You can tell. Or I’m pretty sure you can. I had a low tolerance for Holden Caulfield when I was younger (‘get a life, young man!’). Now that I’m getting old and crabbit, ironically, I can see where he’s coming from with the ‘phoney’ thing. They say fiction writers tell lies for a living, but there’s true lies as well as the other kind.
I have this ongoing argument with my husband, who hates fantasy fiction (even mine! I ask you!), because ‘it isn’t real.’ To my last breath I’ll argue that fantasy fiction can be as real or unreal as any other kind. All a writer has to do is tell the truth – whether it’s the truth about your holiday in Barcelona or your Journey of Self-Discovery with Chickens. It doesn’t matter if it’s the truth about ancient Romans, the Battle of Britain, hobbits, dragons or mermaids. So long as it’s the truth, it’s real, and for a writer it’s an obligation. Anyway, readers can tell.
There are writers who have told the truth about Hungry Caterpillars, stuffed cats, boy wizards, and dragons called Smaug or Shona. You can tell it comes straight from the marrowbone of the soul. And some writers can take real life, and real people, and fake it. I’ll never convince the husband of that, but I’ll keep trying.
Anyway, Russell Brand’s book has a very funny dedication. Honestly, have a look.
4 comments:
All fiction is fantasy!
That is what fiction means.
Erm... you lost me, Nick.
Are we talking true fantasy, or pack-of-lies fantasy? (Let's just assume we're talking genre, since that's what's generally understood by 'fantasy'.)
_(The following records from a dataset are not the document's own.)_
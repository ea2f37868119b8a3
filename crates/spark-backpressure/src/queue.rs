use alloc::collections::VecDeque;
use core::num::NonZeroU32;

use bytes::Bytes;
use tracing::{trace, warn};

use crate::{
    error::FlowControlError,
    message::{AckMarker, Event, Write},
};

const TARGET: &str = "spark.backpressure.queue";

/// 一次已转发（或已缓存）但尚未得到传输层结论的写入。
///
/// # 契约说明（What）
/// - `sequence`：入队时分配，在同一纪元内严格递增；
/// - `wants_upstream_ack`：应用是否要求在写入落地后收到通知；
/// - `downstream_ack_requested`：是否要求传输层为这条写入单独产生完成事件。
///   只要 `wants_upstream_ack` 为真它必为真；否则按 `ack_rate` 周期性强制为真。
///   缓存阶段追加的写入尚未发送，该字段为假。
#[derive(Clone, Debug, PartialEq, Eq)]
pub struct PendingWrite {
    payload: Bytes,
    sequence: u64,
    wants_upstream_ack: bool,
    downstream_ack_requested: bool,
}

impl PendingWrite {
    pub fn payload(&self) -> &Bytes {
        &self.payload
    }

    pub fn sequence(&self) -> u64 {
        self.sequence
    }

    pub fn wants_upstream_ack(&self) -> bool {
        self.wants_upstream_ack
    }

    pub fn downstream_ack_requested(&self) -> bool {
        self.downstream_ack_requested
    }

    /// 还原为应用视角的写入，用于在新纪元中重放。
    ///
    /// 序号与下游确认策略都会在重放时重新计算，这里只保留应用的原始意图。
    pub fn into_replay(self) -> Write {
        let ack = if self.wants_upstream_ack {
            AckMarker::Ack(None)
        } else {
            AckMarker::NoAck(None)
        };
        Write::with_marker(self.payload, ack)
    }
}

/// 需要转交给上游应用的确认信号。
#[derive(Clone, Copy, Debug, PartialEq, Eq)]
pub struct UpstreamAck {
    pub sequence: u64,
}

impl UpstreamAck {
    pub fn into_event(self) -> Event {
        Event::Acked(AckMarker::Ack(Some(self.sequence)))
    }
}

/// 按序号排列的在途写入队列。
///
/// # 教案式说明
/// - **意图（Why）**：传输层的完成与失败是异步到达的，只能凭序号关联回具体写入。
///   队列维护“队首序号 + 连续无空洞的在途写入”，使任意完成事件都能 O(1) 判定新旧。
/// - **逻辑（How）**：
///   - 下一个序号恒为 `head + len`，因此队列里的序号必然是 `head, head+1, …`；
///   - `since_forced_ack` 统计自上次请求下游确认以来的写入数，达到 `ack_rate - 1`
///     时下一条写入强制请求确认，然后清零；
///   - 出队时先静默移除序号更小的条目，再按需移除目标条目并给出上游确认。
/// - **契约（What）**：
///   - 队列只属于当前活跃的状态，状态切换时要么整体交接、要么丢弃；
///   - 完成事件必须与写入顺序一致，否则 [`SequencedWriteQueue::dequeue`] 返回
///     [`FlowControlError::OutOfOrderCompletion`]。
/// - **风险提示（Trade-offs）**：序号运算假设单一写者；若宿主并行处理 I/O，需把同一连接的
///   全部命令与事件汇入同一个有序队列后再交给阶段。
#[derive(Debug)]
pub struct SequencedWriteQueue {
    head: u64,
    since_forced_ack: u32,
    ack_rate: NonZeroU32,
    items: VecDeque<PendingWrite>,
}

impl SequencedWriteQueue {
    /// 从序号 0 开始的新队列。
    pub fn new(ack_rate: NonZeroU32) -> Self {
        Self::starting_at(0, ack_rate)
    }

    /// 以给定队首序号开启新纪元，用于跨纪元延续编号。
    pub fn starting_at(head: u64, ack_rate: NonZeroU32) -> Self {
        Self {
            head,
            since_forced_ack: 0,
            ack_rate,
            items: VecDeque::new(),
        }
    }

    /// 最早一条仍在途写入的序号；队列为空时等于下一个将要分配的序号。
    pub fn head_sequence(&self) -> u64 {
        self.head
    }

    /// 下一条入队写入将获得的序号。
    pub fn next_sequence(&self) -> u64 {
        self.head + self.items.len() as u64
    }

    pub fn len(&self) -> usize {
        self.items.len()
    }

    pub fn is_empty(&self) -> bool {
        self.items.is_empty()
    }

    pub fn ack_rate(&self) -> NonZeroU32 {
        self.ack_rate
    }

    /// 按序查看在途写入。
    pub fn iter(&self) -> impl Iterator<Item = &PendingWrite> {
        self.items.iter()
    }

    /// 入队一条写入，返回需要发往下游的带标记副本。
    ///
    /// # 契约说明（What）
    /// - 序号为 `head + len`；
    /// - 应用显式要求确认，或这是自上次强制确认以来的第 `ack_rate` 条写入时，
    ///   标记为 `Ack(Some(seq))` 并将计数清零；否则为 `NoAck(Some(seq))` 且计数加一；
    /// - 无论是否请求确认，返回的标记都携带序号，以便失败事件能关联回来。
    pub fn enqueue(&mut self, write: Write) -> Write {
        let sequence = self.next_sequence();
        let wants_upstream_ack = wants_ack(&write.ack, sequence);
        let downstream_ack_requested =
            wants_upstream_ack || self.since_forced_ack >= self.ack_rate.get() - 1;
        if downstream_ack_requested {
            self.since_forced_ack = 0;
        } else {
            self.since_forced_ack += 1;
        }

        trace!(
            target: TARGET,
            sequence,
            wants_upstream_ack,
            downstream_ack_requested,
            bytes = write.payload.len(),
            "write enqueued"
        );

        self.items.push_back(PendingWrite {
            payload: write.payload.clone(),
            sequence,
            wants_upstream_ack,
            downstream_ack_requested,
        });

        let ack = if downstream_ack_requested {
            AckMarker::Ack(Some(sequence))
        } else {
            AckMarker::NoAck(Some(sequence))
        };
        Write::with_marker(write.payload, ack)
    }

    /// 追加一条暂不发送的写入。
    ///
    /// 缓存期间写入不会触碰确认计数，序号与确认策略都会在重放时重新计算。
    pub fn hold(&mut self, write: Write) {
        let sequence = self.next_sequence();
        let wants_upstream_ack = wants_ack(&write.ack, sequence);
        trace!(target: TARGET, sequence, wants_upstream_ack, "write held for replay");
        self.items.push_back(PendingWrite {
            payload: write.payload,
            sequence,
            wants_upstream_ack,
            downstream_ack_requested: false,
        });
    }

    /// 确认序号不超过 `up_to` 的全部写入。
    ///
    /// # 契约说明（What）
    /// - 序号严格小于 `up_to` 的条目视为已成功且无人等待通知，直接移除；
    /// - 序号等于 `up_to` 的条目一并移除；若应用要求确认，返回 [`UpstreamAck`]；
    /// - `up_to == head - 1`：该条目已被先前的失败路径移除，属于迟到的陈旧事件，幂等返回 `None`；
    /// - 其余关系（落后超过一位，或超出已分配的最大序号）意味着完成事件乱序，返回致命错误且不修改队列。
    pub fn dequeue(&mut self, up_to: u64) -> Result<Option<UpstreamAck>, FlowControlError> {
        if up_to.checked_add(1) == Some(self.head) {
            return Ok(None);
        }
        if up_to < self.head || up_to >= self.next_sequence() {
            return Err(FlowControlError::OutOfOrderCompletion {
                head: self.head,
                sequence: up_to,
            });
        }

        let mut signal = None;
        while let Some(entry) = self.items.pop_front() {
            self.head = entry.sequence + 1;
            if entry.sequence == up_to {
                if entry.wants_upstream_ack {
                    signal = Some(UpstreamAck { sequence: up_to });
                }
                break;
            }
        }
        trace!(
            target: TARGET,
            up_to,
            head = self.head,
            remaining = self.items.len(),
            "writes completed"
        );
        Ok(signal)
    }

    /// 某条写入被传输层拒绝：其之前的全部写入均已成功。
    ///
    /// 等价于 `dequeue(sequence - 1)`；`sequence == head` 时前面没有任何条目，直接返回。
    pub fn dequeue_before(
        &mut self,
        sequence: u64,
    ) -> Result<Option<UpstreamAck>, FlowControlError> {
        if sequence == self.head {
            return Ok(None);
        }
        match sequence.checked_sub(1) {
            Some(previous) => self.dequeue(previous),
            None => Err(FlowControlError::OutOfOrderCompletion {
                head: self.head,
                sequence,
            }),
        }
    }

    /// 确认全部在途写入，返回最后一条的上游确认（若有）。
    pub fn dequeue_all(&mut self) -> Result<Option<UpstreamAck>, FlowControlError> {
        if self.items.is_empty() {
            return Ok(None);
        }
        self.dequeue(self.next_sequence() - 1)
    }

    /// 交出剩余写入，供新纪元按原顺序重放。
    pub fn into_pending(self) -> impl Iterator<Item = PendingWrite> {
        self.items.into_iter()
    }
}

fn wants_ack(marker: &AckMarker, sequence: u64) -> bool {
    match marker {
        AckMarker::NoAck(_) => false,
        AckMarker::Ack(_) => true,
        AckMarker::Custom(label) => {
            warn!(
                target: TARGET,
                sequence,
                marker = %label,
                "custom ack markers are not supported, treating as a plain ack request"
            );
            true
        }
        AckMarker::Probe => {
            warn!(
                target: TARGET,
                sequence,
                "probe marker supplied by the application, treating as a plain ack request"
            );
            true
        }
    }
}
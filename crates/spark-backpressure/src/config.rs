use core::num::NonZeroU32;

use serde::{Deserialize, Serialize};

use crate::error::ConfigError;

/// 默认每 8 条写入至少请求一次下游确认。
pub const DEFAULT_ACK_RATE: u32 = 8;

/// 流控阶段的构造期配置。
///
/// # 教案式说明
/// - **意图（Why）**：确认频率与低水位决定了“多久能得知写入落地”与“多早恢复读取”，
///   不同连接的吞吐特征差异很大，因此外部化为配置而不是常量。
/// - **契约（What）**：
///   - `ack_rate`：正整数，每 `ack_rate` 条写入至少请求一次下游确认；
///   - `low_watermark`：可选；读取被挂起时，若在途未确认写入数在某次完成后降到该值以下，立即恢复读取。
///     缺省时只依赖探测写在队列排空后恢复读取。
/// - **风险提示（Trade-offs）**：不配置低水位意味着每次背压至少多一个往返才恢复读取；
///   对延迟敏感的链路建议显式配置。
#[derive(Clone, Debug, PartialEq, Eq, Serialize, Deserialize)]
#[serde(default, deny_unknown_fields)]
pub struct BackpressureConfig {
    pub ack_rate: u32,
    pub low_watermark: Option<usize>,
}

impl Default for BackpressureConfig {
    fn default() -> Self {
        Self {
            ack_rate: DEFAULT_ACK_RATE,
            low_watermark: None,
        }
    }
}

/// 完整配置文档中流控配置所在的表名。
pub const SECTION: &str = "backpressure";

impl BackpressureConfig {
    /// 构造并校验配置。
    pub fn new(ack_rate: u32, low_watermark: Option<usize>) -> Result<Self, ConfigError> {
        let config = Self {
            ack_rate,
            low_watermark,
        };
        config.validate()?;
        Ok(config)
    }

    /// 从 TOML 文本装载配置。
    ///
    /// 文档含 `[backpressure]` 表时只解析该表，其余表留给宿主；否则把整个文档视为裸表。
    pub fn from_toml_str(text: &str) -> Result<Self, ConfigError> {
        let mut document: toml::Table = text.parse()?;
        let config = match document.remove(SECTION) {
            Some(section) => section.try_into::<Self>()?,
            None => toml::Value::Table(document).try_into::<Self>()?,
        };
        config.validate()?;
        Ok(config)
    }

    pub fn validate(&self) -> Result<(), ConfigError> {
        self.ack_rate_non_zero().map(|_| ())
    }

    pub(crate) fn ack_rate_non_zero(&self) -> Result<NonZeroU32, ConfigError> {
        NonZeroU32::new(self.ack_rate).ok_or(ConfigError::InvalidAckRate(self.ack_rate))
    }
}
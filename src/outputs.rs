// Runner output convention: named outputs are appended as `name=value`
// lines to the file the runner points at via `GITHUB_OUTPUT`. When the
// variable is unset (local runs, tests) the value is only logged.

use crate::error::Result;
use std::io::Write;
use std::path::PathBuf;
use tracing::info;

pub struct Outputs {
    file: Option<PathBuf>,
}

impl Outputs {
    pub fn from_env() -> Self {
        let file = std::env::var("GITHUB_OUTPUT")
            .ok()
            .filter(|v| !v.is_empty())
            .map(PathBuf::from);
        Outputs { file }
    }

    pub fn new(file: Option<PathBuf>) -> Self {
        Outputs { file }
    }

    /// Set a named output. Values are single-line.
    pub fn set(&self, name: &str, value: &str) -> Result<()> {
        info!(output = name, value, "setting run output");
        if let Some(path) = &self.file {
            let mut f = std::fs::OpenOptions::new()
                .create(true)
                .append(true)
                .open(path)?;
            writeln!(f, "{name}={value}")?;
        }
        Ok(())
    }
}
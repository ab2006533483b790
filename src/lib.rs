// Library root
// -----------
// This crate exposes the upload pipeline as a small library surface; the
// binary (`main.rs`) wires it to the runner environment.
//
// Module responsibilities:
// - `config`: run configuration built once from the pipeline inputs.
// - `payload`: resolve a file or directory into the bytes to upload.
// - `artifact`: fetch a previously published artifact as the payload.
// - `api`: the blocking HTTP client (upload encodings + status polls).
// - `status`: the result decision table and the bounded polling loop.
// - `outputs`: the runner's named-output convention.
// - `run`: the sequential pipeline gluing the stages together.
// - `error`: the error kinds everything above reports.
//
// Keeping the stages as separate modules lets the polling loop and the
// upload encodings be tested in isolation from the runner environment.

pub mod api;
pub mod artifact;
pub mod config;
pub mod error;
pub mod outputs;
pub mod payload;
pub mod run;
pub mod status;
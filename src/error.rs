// Error kinds for the upload pipeline. Every failure surfaces at the top
// level of the run as a single human-readable message; nothing is retried.

use std::path::PathBuf;

pub type Result<T> = std::result::Result<T, Error>;

#[derive(Debug, thiserror::Error)]
pub enum Error {
    /// The source path is neither a regular file nor a directory (missing,
    /// broken symlink, device file, ...).
    #[error("source path {} is neither a regular file nor a directory", .0.display())]
    InvalidSource(PathBuf),

    /// The backend answered an upload or poll request with a non-2xx status.
    /// `body` is a best-effort read of the response body, empty when it
    /// could not be read.
    #[error("backend responded {status} {status_text}\n{body}")]
    Upload {
        status: u16,
        status_text: String,
        body: String,
    },

    /// A named artifact was absent from the store, or its download produced
    /// no file.
    #[error("artifact not found: {0}")]
    NotFound(String),

    /// The poll deadline elapsed without a terminal status.
    #[error("Timed out after {0} minutes waiting for the backend result")]
    Timeout(i64),

    /// The backend reported a terminal non-success status.
    #[error("Backend reported failure (status \"{0}\")")]
    BackendFailure(String),

    /// Polling was requested but the backend gave neither a terminal status
    /// nor a poll URL.
    #[error("backend response carries no status and no status URL to poll")]
    Protocol,

    /// The external archiving command failed.
    #[error("archiving {} failed: {detail}", .path.display())]
    Archive { path: PathBuf, detail: String },

    #[error(transparent)]
    Io(#[from] std::io::Error),

    #[error(transparent)]
    Http(#[from] reqwest::Error),
}
// Run configuration. Built once in `main` from the pipeline-input
// environment convention (`INPUT_*` variables) and passed down explicitly;
// no component reads the environment on its own.

use anyhow::{bail, Context, Result};
use std::path::PathBuf;
use std::time::Duration;

/// Where the payload comes from: a local path, or a named artifact fetched
/// from the artifact store.
#[derive(Debug, Clone, PartialEq, Eq)]
pub enum Source {
    Path(PathBuf),
    Artifact(String),
}

/// How the payload is encoded on the wire. Selected once at startup, never
/// auto-negotiated.
#[derive(Debug, Clone, Copy, PartialEq, Eq)]
pub enum UploadMode {
    /// POST the bytes directly as the body, `application/octet-stream`,
    /// no Authorization header.
    RawBinary,
    /// POST a multipart form with the bytes in a field named `artifact`.
    Multipart,
    /// POST raw bytes with a bearer-token Authorization header.
    AuthenticatedBinary,
}

impl UploadMode {
    fn parse(s: &str) -> Result<Self> {
        match s {
            "raw" => Ok(UploadMode::RawBinary),
            "multipart" => Ok(UploadMode::Multipart),
            "authenticated" => Ok(UploadMode::AuthenticatedBinary),
            other => bail!("unknown upload mode {other:?} (expected raw, multipart or authenticated)"),
        }
    }
}

#[derive(Debug, Clone)]
pub struct Config {
    pub source: Source,
    pub api_url: String,
    pub api_token: Option<String>,
    pub mode: UploadMode,
    pub poll: bool,
    pub poll_interval: Duration,
    /// Poll deadline in minutes; zero or negative means never time out.
    pub poll_timeout_mins: i64,
    /// Scratch directory for temporary archives.
    pub temp_dir: PathBuf,
}

pub const DEFAULT_POLL_INTERVAL_SECS: u64 = 15;
pub const DEFAULT_POLL_TIMEOUT_MINS: i64 = 30;

fn input(name: &str) -> Option<String> {
    std::env::var(format!("INPUT_{name}"))
        .ok()
        .filter(|v| !v.trim().is_empty())
}

impl Config {
    /// Read the run configuration from the runner's `INPUT_*` environment
    /// variables. Exactly one of `SOURCE_PATH` and `ARTIFACT_NAME` must be
    /// set; everything else has a default except `API_URL`.
    pub fn from_env() -> Result<Self> {
        let source = match (input("SOURCE_PATH"), input("ARTIFACT_NAME")) {
            (Some(path), None) => Source::Path(PathBuf::from(path)),
            (None, Some(name)) => Source::Artifact(name),
            (Some(_), Some(_)) => bail!("set either SOURCE_PATH or ARTIFACT_NAME, not both"),
            (None, None) => bail!("one of SOURCE_PATH or ARTIFACT_NAME is required"),
        };

        let api_url = input("API_URL").context("API_URL input is required")?;
        let api_token = input("API_TOKEN");

        let mode = match input("UPLOAD_MODE") {
            Some(raw) => UploadMode::parse(raw.trim())?,
            None => UploadMode::RawBinary,
        };
        if mode == UploadMode::AuthenticatedBinary && api_token.is_none() {
            bail!("upload mode \"authenticated\" requires an API_TOKEN input");
        }

        let poll = match input("POLL") {
            Some(v) => parse_bool(&v)?,
            None => false,
        };
        let poll_interval = match input("POLL_INTERVAL") {
            Some(v) => {
                let secs: u64 = v.trim().parse().context("POLL_INTERVAL must be a number of seconds")?;
                Duration::from_secs(secs)
            }
            None => Duration::from_secs(DEFAULT_POLL_INTERVAL_SECS),
        };
        let poll_timeout_mins = match input("POLL_TIMEOUT") {
            Some(v) => v.trim().parse().context("POLL_TIMEOUT must be a number of minutes")?,
            None => DEFAULT_POLL_TIMEOUT_MINS,
        };

        // Runner-provided scratch space, falling back to the OS default.
        let temp_dir = std::env::var("RUNNER_TEMP")
            .ok()
            .filter(|v| !v.is_empty())
            .map(PathBuf::from)
            .unwrap_or_else(std::env::temp_dir);

        Ok(Config {
            source,
            api_url,
            api_token,
            mode,
            poll,
            poll_interval,
            poll_timeout_mins,
            temp_dir,
        })
    }
}

fn parse_bool(v: &str) -> Result<bool> {
    match v.trim().to_ascii_lowercase().as_str() {
        "true" | "1" | "yes" => Ok(true),
        "false" | "0" | "no" => Ok(false),
        other => bail!("expected a boolean for POLL, got {other:?}"),
    }
}
// API client module: a small blocking HTTP client that sends the payload
// to the backend and issues follow-up status polls. Kept synchronous; the
// whole run is one linear pipeline with nothing to overlap.

use crate::config::UploadMode;
use crate::error::{Error, Result};
use crate::payload::Payload;
use crate::status::{PollTarget, StatusPoller};
use reqwest::blocking::{multipart, Client, Response};
use reqwest::header::CONTENT_TYPE;
use serde::Deserialize;
use std::collections::HashMap;
use tracing::info;

/// Multipart field name the backend expects the payload under.
const MULTIPART_FIELD: &str = "artifact";

/// Parsed view of a backend response: HTTP status, JSON-or-text body, and
/// the response headers (lowercased names). Read-only once built.
#[derive(Debug, Clone)]
pub struct UploadResult {
    pub status: u16,
    pub body: ResponseBody,
    pub headers: HashMap<String, String>,
}

#[derive(Debug, Clone)]
pub enum ResponseBody {
    Json(serde_json::Value),
    Text(String),
}

/// The backend's status contract: both fields optional, names in
/// camelCase on the wire.
#[derive(Debug, Clone, Default, Deserialize)]
#[serde(rename_all = "camelCase")]
pub struct StatusFields {
    pub status: Option<String>,
    pub status_url: Option<String>,
}

impl UploadResult {
    /// Typed view of the status contract in a JSON body; empty for text
    /// bodies and for bodies that do not match the contract.
    pub fn status_fields(&self) -> StatusFields {
        match &self.body {
            ResponseBody::Json(v) => serde_json::from_value(v.clone()).unwrap_or_default(),
            ResponseBody::Text(_) => StatusFields::default(),
        }
    }

    /// The `status` field of a JSON body, if any.
    pub fn status_field(&self) -> Option<String> {
        self.status_fields().status
    }

    /// The poll URL: an explicit `statusUrl` body field, or a
    /// redirect-style `Location` header.
    pub fn status_url(&self) -> Option<String> {
        self.status_fields()
            .status_url
            .or_else(|| self.headers.get("location").cloned())
    }
}

/// Blocking API client holding the upload URL and an optional bearer token
/// for authenticated calls.
#[derive(Clone)]
pub struct ApiClient {
    client: Client,
    url: String,
    token: Option<String>,
}

impl ApiClient {
    pub fn new(url: impl Into<String>, token: Option<String>) -> Result<Self> {
        let client = Client::builder().build()?;
        Ok(ApiClient {
            client,
            url: url.into(),
            token,
        })
    }

    /// POST the payload in the configured encoding. A non-2xx response is a
    /// terminal [`Error::Upload`]; there are no retries.
    pub fn upload(&self, payload: &Payload, mode: UploadMode) -> Result<UploadResult> {
        info!(
            bytes = payload.bytes.len(),
            file = %payload.file_name,
            url = %self.url,
            ?mode,
            "uploading payload"
        );
        let req = match mode {
            UploadMode::RawBinary => self
                .client
                .post(&self.url)
                .header(CONTENT_TYPE, "application/octet-stream")
                .body(payload.bytes.clone()),
            UploadMode::AuthenticatedBinary => {
                let mut req = self
                    .client
                    .post(&self.url)
                    .header(CONTENT_TYPE, "application/octet-stream")
                    .body(payload.bytes.clone());
                if let Some(t) = &self.token {
                    req = req.bearer_auth(t);
                }
                req
            }
            UploadMode::Multipart => {
                // The overall content type is left to reqwest so the
                // multipart boundary ends up in the header.
                let part = multipart::Part::bytes(payload.bytes.clone())
                    .file_name(payload.file_name.clone())
                    .mime_str("application/zip")?;
                let form = multipart::Form::new().part(MULTIPART_FIELD, part);
                let mut req = self.client.post(&self.url).multipart(form);
                if let Some(t) = &self.token {
                    req = req.bearer_auth(t);
                }
                req
            }
        };

        let res = req.send()?;
        into_result(res)
    }
}

impl StatusPoller for ApiClient {
    fn poll_status(&self, target: &PollTarget) -> Result<UploadResult> {
        let mut req = self.client.get(&target.url);
        if let Some(t) = &target.auth_token {
            req = req.bearer_auth(t);
        }
        let res = req.send()?;
        into_result(res)
    }
}

/// Convert an HTTP response into an [`UploadResult`], or an
/// [`Error::Upload`] carrying a best-effort body read on non-2xx.
fn into_result(res: Response) -> Result<UploadResult> {
    let status = res.status();
    let headers: HashMap<String, String> = res
        .headers()
        .iter()
        .filter_map(|(k, v)| v.to_str().ok().map(|v| (k.as_str().to_string(), v.to_string())))
        .collect();

    let text = res.text().unwrap_or_else(|_| String::new());
    if !status.is_success() {
        return Err(Error::Upload {
            status: status.as_u16(),
            status_text: status.canonical_reason().unwrap_or("").to_string(),
            body: text,
        });
    }

    let body = match serde_json::from_str(&text) {
        Ok(v) => ResponseBody::Json(v),
        Err(_) => ResponseBody::Text(text),
    };
    Ok(UploadResult {
        status: status.as_u16(),
        body,
        headers,
    })
}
I'm with you, Gillian - I often think there's more truth in fiction than in non-fiction. Non-fiction tells you the temperature and molecular construction of ice, but fiction makes you feel the cold.
fic·tion
(fĭk'shən)
n
1. An imaginative creation or a pretense that does not represent actuality but has been invented.
2. The act of inventing such a creation or pretense.
3. A literary work whose content is produced by the imagination and is not necessarily based on fact.
All fiction is fantasy. 'Simples!'
At the same time, all good fiction is true. (We can put inverted commas round 'true' if we like).
When people say that 'don't like fantasy 'cos it's not real', what they mean is, they don't like it when the truth comes in a certain kind of packaging. Being an uncharitable sort, I call this imaginative myopia, but I concede it may just be a matter of taste!